The following text is taken from the first Annual Review (1991-1992) of the Hanson Centre for Cancer Research, which became the Hanson Institute in 2001.
Doctor Bertram Speakman (Bill) Hanson graduated in medicine from the University of Adelaide in 1928 and spent a year as house surgeon at the Royal Adelaide Hospital before becoming its foundation Radium Registrar in 1930. He became Honorary Radiotherapist at the Royal Adelaide Hospital in 1952 and Senior Honorary Radiotherapist from 1953 until his so-called ‘retirement’ in 1965; since then to the present he has been Honorary Consultant Radiotherapist.

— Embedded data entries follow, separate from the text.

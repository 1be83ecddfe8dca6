use std::sync::Arc;

use seedr_core::{FileLink, FolderContents, FolderId, RemoteId};
use thiserror::Error;
use tokio::sync::Semaphore;

use super::store::RemoteStore;

/// A remote client whose calls block the calling thread.
pub trait BlockingRemoteStore: Send + Sync + 'static {
    type Error: std::error::Error + Send + Sync + 'static;

    fn list_folder(&self, folder: &FolderId) -> Result<FolderContents, Self::Error>;
    fn fetch_file(&self, id: &RemoteId) -> Result<FileLink, Self::Error>;
    fn delete_file(&self, id: &RemoteId) -> Result<(), Self::Error>;
    fn delete_folder(&self, id: &RemoteId) -> Result<(), Self::Error>;
}

#[derive(Debug, Error)]
pub enum OffloadError<E> {
    #[error(transparent)]
    Store(E),
    #[error("blocking worker pool is closed")]
    PoolClosed,
    #[error("blocking call did not complete: {0}")]
    Join(#[from] tokio::task::JoinError),
}

/// Runs every call of a [`BlockingRemoteStore`] on the blocking thread pool,
/// at most `workers` at a time, so downloads in flight keep making progress.
///
/// This is how a synchronous client is plugged into
/// [`SyncDriver`](super::driver::SyncDriver); the async [`SeedrClient`]
/// implements [`RemoteStore`] directly and does not need it.
///
/// [`SeedrClient`]: seedr_core::SeedrClient
///
/// ```no_run
/// use seedr_core::{FileLink, FolderContents, FolderId, RemoteId};
/// use seedr_sync::sync::blocking::{BlockingRemoteStore, Offloaded};
/// use seedr_sync::sync::store::RemoteStore;
///
/// struct EmptyAccount;
///
/// impl BlockingRemoteStore for EmptyAccount {
///     type Error = std::io::Error;
///
///     fn list_folder(&self, _folder: &FolderId) -> Result<FolderContents, Self::Error> {
///         Ok(FolderContents::default())
///     }
///     fn fetch_file(&self, id: &RemoteId) -> Result<FileLink, Self::Error> {
///         Err(std::io::Error::other(format!("no file {id}")))
///     }
///     fn delete_file(&self, _id: &RemoteId) -> Result<(), Self::Error> {
///         Ok(())
///     }
///     fn delete_folder(&self, _id: &RemoteId) -> Result<(), Self::Error> {
///         Ok(())
///     }
/// }
///
/// # async fn run() {
/// let store = Offloaded::new(EmptyAccount, 2);
/// let root = store.list_folder(&FolderId::Root).await.unwrap();
/// assert!(root.is_empty());
/// # }
/// ```
pub struct Offloaded<T> {
    inner: Arc<T>,
    workers: Arc<Semaphore>,
}

impl<T: BlockingRemoteStore> Offloaded<T> {
    pub fn new(inner: T, workers: usize) -> Self {
        Self {
            inner: Arc::new(inner),
            workers: Arc::new(Semaphore::new(workers.max(1))),
        }
    }

    async fn run<R, F>(&self, call: F) -> Result<R, OffloadError<T::Error>>
    where
        F: FnOnce(&T) -> Result<R, T::Error> + Send + 'static,
        R: Send + 'static,
    {
        let _permit = self
            .workers
            .clone()
            .acquire_owned()
            .await
            .map_err(|_| OffloadError::PoolClosed)?;
        let inner = Arc::clone(&self.inner);
        tokio::task::spawn_blocking(move || call(&inner))
            .await?
            .map_err(OffloadError::Store)
    }
}

impl<T: BlockingRemoteStore> RemoteStore for Offloaded<T> {
    type Error = OffloadError<T::Error>;

    async fn list_folder(&self, folder: &FolderId) -> Result<FolderContents, Self::Error> {
        let folder = folder.clone();
        self.run(move |store| store.list_folder(&folder)).await
    }

    async fn fetch_file(&self, id: &RemoteId) -> Result<FileLink, Self::Error> {
        let id = id.clone();
        self.run(move |store| store.fetch_file(&id)).await
    }

    async fn delete_file(&self, id: &RemoteId) -> Result<(), Self::Error> {
        let id = id.clone();
        self.run(move |store| store.delete_file(&id)).await
    }

    async fn delete_folder(&self, id: &RemoteId) -> Result<(), Self::Error> {
        let id = id.clone();
        self.run(move |store| store.delete_folder(&id)).await
    }
}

In 1955 he was appointed deputy Chairman of the Anti-Cancer Campaign Committee of the University of Adelaide and was its Chairman from 1956 to 1961. During that period he was largely instrumental in the re-organisation of the Anti-Cancer Campaign Committee which in 1962 became the University of Adelaide Anti-Cancer Foundation. Dr Hanson became the Deputy Chairman of the Anti-Cancer Foundation when it was first formed. He held that position continuously until 1980 when he was appointed Chairman, in which capacity he served until 1986. He was Chairman of the Executive Board of the Foundation from its inception until 1973.

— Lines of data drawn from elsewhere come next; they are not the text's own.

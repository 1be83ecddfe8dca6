use std::{io, path::Path, time::Duration};

use futures_util::StreamExt;
use indicatif::ProgressBar;
use reqwest::{Client, StatusCode};
use thiserror::Error;
use tokio::io::AsyncWriteExt;
use url::Url;

use crate::progress;

/// Ceiling for one whole transfer, sized for very large files on slow links.
pub const DEFAULT_DOWNLOAD_TIMEOUT: Duration = Duration::from_secs(5 * 60 * 60);

#[derive(Debug, Error)]
pub enum TransferError {
    #[error("request failed: {0}")]
    Request(#[from] reqwest::Error),
    #[error("download returned status {0}")]
    Status(StatusCode),
    #[error("I/O error: {0}")]
    Io(#[from] io::Error),
    #[error("transfer interrupted after {written} bytes: {source}")]
    Interrupted {
        written: u64,
        #[source]
        source: reqwest::Error,
    },
    #[error("write failed after {written} bytes: {source}")]
    Write {
        written: u64,
        #[source]
        source: io::Error,
    },
}

impl TransferError {
    /// Whether the target file was created before the failure.
    pub fn left_partial_file(&self) -> bool {
        matches!(
            self,
            TransferError::Interrupted { .. } | TransferError::Write { .. }
        )
    }
}

#[derive(Debug, Clone, Copy)]
pub struct TransferConfig {
    pub timeout: Duration,
    /// Remove the target when a transfer fails part way through.
    pub discard_partial: bool,
}

impl Default for TransferConfig {
    fn default() -> Self {
        Self {
            timeout: DEFAULT_DOWNLOAD_TIMEOUT,
            discard_partial: false,
        }
    }
}

#[derive(Clone)]
pub struct TransferClient {
    http: Client,
    discard_partial: bool,
}

impl TransferClient {
    pub fn new() -> Result<Self, TransferError> {
        Self::with_config(TransferConfig::default())
    }

    pub fn with_config(config: TransferConfig) -> Result<Self, TransferError> {
        let http = Client::builder().timeout(config.timeout).build()?;
        Ok(Self {
            http,
            discard_partial: config.discard_partial,
        })
    }

    /// Streams `href` into `target`, overwriting any existing file, and
    /// returns the number of bytes written. The target is only created once
    /// the server answers with a success status.
    pub async fn download_to_path(
        &self,
        href: &Url,
        target: &Path,
        bar: &ProgressBar,
    ) -> Result<u64, TransferError> {
        let response = self.http.get(href.clone()).send().await?;
        let status = response.status();
        if !status.is_success() {
            return Err(TransferError::Status(status));
        }
        if let Some(total) = response.content_length() {
            progress::set_total(bar, total);
        }

        let mut file = tokio::fs::File::create(target).await?;
        let result = stream_body(response, &mut file, bar).await;
        drop(file);

        if let Err(err) = &result {
            if self.discard_partial && err.left_partial_file() {
                // The failure is what gets reported; a leftover file is only cosmetic.
                let _ = tokio::fs::remove_file(target).await;
            }
        }
        result
    }
}

async fn stream_body(
    response: reqwest::Response,
    file: &mut tokio::fs::File,
    bar: &ProgressBar,
) -> Result<u64, TransferError> {
    let mut stream = response.bytes_stream();
    let mut written = 0u64;

    while let Some(chunk) = stream.next().await {
        let chunk = chunk.map_err(|source| TransferError::Interrupted { written, source })?;
        file.write_all(&chunk)
            .await
            .map_err(|source| TransferError::Write { written, source })?;
        written += chunk.len() as u64;
        bar.inc(chunk.len() as u64);
    }

    file.flush()
        .await
        .map_err(|source| TransferError::Write { written, source })?;
    Ok(written)
}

Dr Hanson played an important role in the formation of the Australian Cancer Society in 1960 and he was its foundation Vice-President. He was its President from 1962 to 1964, after which he continued to serve that Society over many years. In recognition of his outstanding service, he was awarded the Gold Medal of the Australian Cancer Society in 1979.
Dr Hanson has also given notable service to many other organisations and in recognition of his extensive services to medicine he was awarded the C.M.G. in 1963.
In all of these professional activities as well as many other personal interests, Dr Hanson enhanced the reputation of the University of Adelaide, which enjoyed the benefit of his great service over fifty years. The University honoured Dr Hanson with the distinguished award of the degree of Doctor of the University in 1985 on the occasion of the Commemoration Ceremony which celebrated the Centenary of the Faculty of Medicine in the University of Adelaide.
Dr Hanson has devoted the whole of his working life, directly and indirectly, to the care of cancer patients in South Australia. It is fitting, therefore, that the new centre for cancer research should recognise his major contribution by bearing his name.